# Telegram Analyse (Master-Thesis Teil Autoren-Klassifizierung)

Informatik Master

Maximilian Bundscherer

Beschreibung tbd.

## Arbeitsumgebung starten und Konfigurationen anwenden

### Jupyter Notebook Parameter

``C_USE_CACHE_FILE``: Vergleiche Notebook ``Telegram.ipynb`` (Daten aufbereiten)

In [None]:
C_USE_CACHE_FILE = "long-run-server-28-01.pkl"

In [None]:
## Laden von Abhänigkeiten

### Bibliotheken und Abhängigkeiten laden

 Vergleiche Notebook ``Telegram.ipynb`` (Umgebung starten und Konfigurationen anwenden)

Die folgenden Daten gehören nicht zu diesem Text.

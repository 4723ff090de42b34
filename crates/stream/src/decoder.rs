//! Incremental frame decoding.
//!
//! Bytes arrive in arbitrary chunks. Lines are split on `\n` at the byte
//! level before any UTF-8 decoding, so a multi-byte character split across
//! two chunks is reassembled intact. An event is dispatched when the blank
//! line ending its frame arrives; multiple `data:` lines in one frame are
//! joined with `\n`.

use crate::wire::{DONE_PAYLOAD, WireEvent};

/// One decoded frame.
#[derive(Debug, Clone, PartialEq)]
pub enum Frame {
    Event(WireEvent),
    Done,
    /// A frame whose payload is not a valid event.
    Malformed { payload: String, reason: String },
}

/// Largest frame, in bytes, the decoder holds before giving up on it.
pub const DEFAULT_MAX_FRAME_BYTES: usize = 1024 * 1024;

/// How much of an oversized frame its `Malformed` report quotes.
const OVERSIZE_PREVIEW_CHARS: usize = 120;

/// Input still to be thrown away after an oversized frame.
#[derive(Debug, Default, Clone, Copy, PartialEq, Eq)]
enum Skip {
    #[default]
    Nothing,
    /// The tail of a line that was cut off mid-way.
    RestOfLine,
    /// Every line up to the blank line ending the frame.
    RestOfFrame,
}

/// Buffers partial input until frame boundaries are seen.
#[derive(Debug)]
pub struct FrameDecoder {
    buffer: Vec<u8>,
    /// Prefix of `buffer` already searched for a newline.
    scanned: usize,
    data_lines: Vec<String>,
    data_bytes: usize,
    max_frame_bytes: usize,
    skip: Skip,
}

impl Default for FrameDecoder {
    fn default() -> Self {
        Self::with_max_frame_bytes(DEFAULT_MAX_FRAME_BYTES)
    }
}

impl FrameDecoder {
    pub fn new() -> Self {
        Self::default()
    }

    pub fn with_max_frame_bytes(max_frame_bytes: usize) -> Self {
        Self {
            buffer: Vec::new(),
            scanned: 0,
            data_lines: Vec::new(),
            data_bytes: 0,
            max_frame_bytes: max_frame_bytes.max(1),
            skip: Skip::Nothing,
        }
    }

    /// Feed a chunk; returns every frame it completes.
    pub fn push(&mut self, chunk: &[u8]) -> Vec<Frame> {
        let mut frames = Vec::new();
        let mut buffer = std::mem::take(&mut self.buffer);
        buffer.extend_from_slice(chunk);

        let mut start = 0;
        let mut search = self.scanned;
        while let Some(offset) = buffer[search..].iter().position(|&b| b == b'\n') {
            let end = search + offset;
            if let Some(frame) = self.line(trim_cr(&buffer[start..end])) {
                frames.push(frame);
            }
            start = end + 1;
            search = start;
        }
        buffer.drain(..start);
        self.scanned = buffer.len();
        self.buffer = buffer;

        if self.buffer.len() + self.data_bytes > self.max_frame_bytes {
            if self.skip == Skip::Nothing {
                frames.push(self.overflow());
            } else {
                self.buffer.clear();
                self.scanned = 0;
                self.skip = Skip::RestOfLine;
            }
        }

        frames
    }

    /// Flush at end of input: an unterminated last line and any pending
    /// data lines form one final frame.
    pub fn finish(&mut self) -> Option<Frame> {
        let line = std::mem::take(&mut self.buffer);
        self.scanned = 0;
        let frame = if line.is_empty() {
            None
        } else {
            self.line(trim_cr(&line))
        };
        let frame = frame.or_else(|| self.dispatch());
        self.skip = Skip::Nothing;
        frame
    }

    /// Bytes and lines held back waiting for a frame boundary.
    pub fn has_pending(&self) -> bool {
        !self.buffer.is_empty() || !self.data_lines.is_empty()
    }

    fn line(&mut self, raw: &[u8]) -> Option<Frame> {
        match self.skip {
            Skip::RestOfLine => {
                self.skip = Skip::RestOfFrame;
                return None;
            }
            Skip::RestOfFrame => {
                if raw.is_empty() {
                    self.skip = Skip::Nothing;
                }
                return None;
            }
            Skip::Nothing => {}
        }

        if raw.is_empty() {
            return self.dispatch();
        }

        let line = match std::str::from_utf8(raw) {
            Ok(line) => line,
            Err(_) => {
                return Some(Frame::Malformed {
                    payload: String::from_utf8_lossy(raw).into_owned(),
                    reason: "invalid UTF-8".into(),
                });
            }
        };

        // Comments and non-data fields (event:, id:, retry:) carry nothing we use.
        if line.starts_with(':') {
            return None;
        }
        if let Some(data) = line.strip_prefix("data:") {
            let data = data.strip_prefix(' ').unwrap_or(data);
            self.data_bytes += data.len();
            self.data_lines.push(data.to_string());
            if self.data_bytes > self.max_frame_bytes {
                return Some(self.overflow());
            }
        }
        None
    }

    fn dispatch(&mut self) -> Option<Frame> {
        if self.data_lines.is_empty() {
            return None;
        }
        self.data_bytes = 0;
        let payload = std::mem::take(&mut self.data_lines).join("\n");
        Some(parse_payload(payload))
    }

    /// Drop the frame being assembled and skip the rest of it.
    fn overflow(&mut self) -> Frame {
        let preview: String = match self.data_lines.first() {
            Some(first) => first.chars().take(OVERSIZE_PREVIEW_CHARS).collect(),
            None => String::from_utf8_lossy(&self.buffer)
                .chars()
                .take(OVERSIZE_PREVIEW_CHARS)
                .collect(),
        };
        self.skip = if self.buffer.is_empty() {
            Skip::RestOfFrame
        } else {
            Skip::RestOfLine
        };
        self.buffer.clear();
        self.scanned = 0;
        self.data_lines.clear();
        self.data_bytes = 0;
        Frame::Malformed {
            payload: preview,
            reason: format!("frame exceeds {} bytes", self.max_frame_bytes),
        }
    }
}

fn trim_cr(line: &[u8]) -> &[u8] {
    line.strip_suffix(b"\r").unwrap_or(line)
}

fn parse_payload(payload: String) -> Frame {
    if payload.trim() == DONE_PAYLOAD {
        return Frame::Done;
    }
    match serde_json::from_str::<WireEvent>(&payload) {
        Ok(event) => Frame::Event(event),
        Err(e) => Frame::Malformed {
            payload,
            reason: e.to_string(),
        },
    }
}

#[cfg(test)]
mod tests {
    use super::*;
    use crate::wire::{DONE_FRAME, encode};
    use caduceus_core::Step;

    fn sample_stream() -> Vec<u8> {
        let mut out = String::new();
        out.push_str(&encode(&WireEvent::from(&Step::thought(1, "Évaluer la clairance — 38 mL/min ✓"))).unwrap());
        out.push_str(&encode(&WireEvent::from(&Step::observation(1, "日本語の観察"))).unwrap());
        out.push_str(DONE_FRAME);
        out.into_bytes()
    }

    fn decode_in_chunks(bytes: &[u8], size: usize) -> Vec<Frame> {
        let mut decoder = FrameDecoder::new();
        let mut frames = Vec::new();
        for chunk in bytes.chunks(size) {
            frames.extend(decoder.push(chunk));
        }
        frames.extend(decoder.finish());
        frames
    }

    #[test]
    fn whole_input_decodes() {
        let frames = decode_in_chunks(&sample_stream(), usize::MAX);
        assert_eq!(frames.len(), 3);
        assert!(matches!(frames[0], Frame::Event(WireEvent::Thought { .. })));
        assert!(matches!(frames[1], Frame::Event(WireEvent::Observation { .. })));
        assert_eq!(frames[2], Frame::Done);
    }

    #[test]
    fn every_chunk_size_yields_the_same_frames() {
        let bytes = sample_stream();
        let expected = decode_in_chunks(&bytes, usize::MAX);
        for size in 1..=bytes.len() {
            assert_eq!(decode_in_chunks(&bytes, size), expected, "chunk size {size}");
        }
    }

    #[test]
    fn comments_and_other_fields_ignored() {
        let mut decoder = FrameDecoder::new();
        let frames = decoder.push(b": keep-alive\n\nevent: progress\nid: 7\ndata: [DONE]\n\n");
        assert_eq!(frames, vec![Frame::Done]);
    }

    #[test]
    fn crlf_line_endings() {
        let mut decoder = FrameDecoder::new();
        let frames = decoder.push(b"data: {\"type\":\"error\",\"error\":\"x\"}\r\n\r\n");
        assert_eq!(
            frames,
            vec![Frame::Event(WireEvent::Error { error: "x".into() })]
        );
    }

    #[test]
    fn malformed_payload_is_reported_not_fatal() {
        let mut decoder = FrameDecoder::new();
        let frames = decoder.push(b"data: {not json\n\ndata: [DONE]\n\n");
        assert_eq!(frames.len(), 2);
        assert!(matches!(frames[0], Frame::Malformed { .. }));
        assert_eq!(frames[1], Frame::Done);
    }

    #[test]
    fn multi_line_data_is_joined() {
        let mut decoder = FrameDecoder::new();
        let frames = decoder.push(b"data: {\"type\":\"error\",\ndata: \"error\":\"split\"}\n\n");
        assert_eq!(
            frames,
            vec![Frame::Event(WireEvent::Error {
                error: "split".into()
            })]
        );
    }

    #[test]
    fn oversized_line_is_reported_once_and_skipped() {
        let mut decoder = FrameDecoder::with_max_frame_bytes(64);
        let long = format!("data: {}", "x".repeat(500));
        let mut frames = Vec::new();
        for chunk in long.as_bytes().chunks(10) {
            frames.extend(decoder.push(chunk));
        }
        assert_eq!(frames.len(), 1);
        match &frames[0] {
            Frame::Malformed { reason, payload } => {
                assert!(reason.contains("exceeds 64 bytes"));
                assert!(payload.starts_with("data: xxx"));
            }
            other => panic!("unexpected {other:?}"),
        }

        let frames = decoder.push(b"xxxx\n\ndata: [DONE]\n\n");
        assert_eq!(frames, vec![Frame::Done]);
    }

    #[test]
    fn oversized_multi_line_frame_is_skipped() {
        let mut decoder = FrameDecoder::with_max_frame_bytes(64);
        let mut input = String::new();
        for _ in 0..10 {
            input.push_str("data: 0123456789\n");
        }
        input.push_str("\ndata: [DONE]\n\n");

        let frames = decoder.push(input.as_bytes());
        assert_eq!(frames.len(), 2);
        assert!(matches!(&frames[0], Frame::Malformed { reason, .. } if reason.contains("exceeds")));
        assert_eq!(frames[1], Frame::Done);
    }

    #[test]
    fn finish_flushes_unterminated_frame() {
        let mut decoder = FrameDecoder::new();
        assert!(decoder.push(b"data: [DONE]").is_empty());
        assert!(decoder.has_pending());
        assert_eq!(decoder.finish(), Some(Frame::Done));
        assert!(!decoder.has_pending());
    }
}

#### Abhänigkeiten vom Docker-Image und IO-Libs und weitere

In [None]:
# Import default libs
import pandas as pd
import numpy as np
import seaborn as sns
import matplotlib.pyplot as plt
import time
import re
import os
import sys
import demjson
import requests
import networkx as nx
import warnings
from pprint import pprint
from urllib.parse import urlparse
from collections import Counter
from pathlib import Path
from lxml.html import fromstring

DeprecationWarnings ausblenden

In [None]:
# Hide DeprecationWarning
warnings.filterwarnings("ignore", category=DeprecationWarning)

#### Weitere Abhänigkeiten installieren

In [None]:
!{sys.executable} -m pip install demoji

#### Weitere Abhänigkeiten importieren

In [None]:
import nltk
import demoji

# Sklearn
from sklearn.model_selection import train_test_split
from sklearn.feature_extraction.text import CountVectorizer
from sklearn.feature_extraction.text import TfidfTransformer

from sklearn.naive_bayes import MultinomialNB
from sklearn.linear_model import LogisticRegression
from sklearn.ensemble import RandomForestClassifier
from sklearn.svm import LinearSVC
from sklearn.tree import DecisionTreeClassifier
from sklearn.neural_network import MLPClassifier
from sklearn.dummy import DummyClassifier

from sklearn.metrics import accuracy_score
from sklearn.metrics import confusion_matrix

#### Stopuhr bereitstellen

In [None]:
dictGloStopwatches = dict()

# Start timer (for reporting)
def gloStartStopwatch(key):
    print("[Stopwatch started >>" + str(key) + "<<]")
    dictGloStopwatches[key] = time.time()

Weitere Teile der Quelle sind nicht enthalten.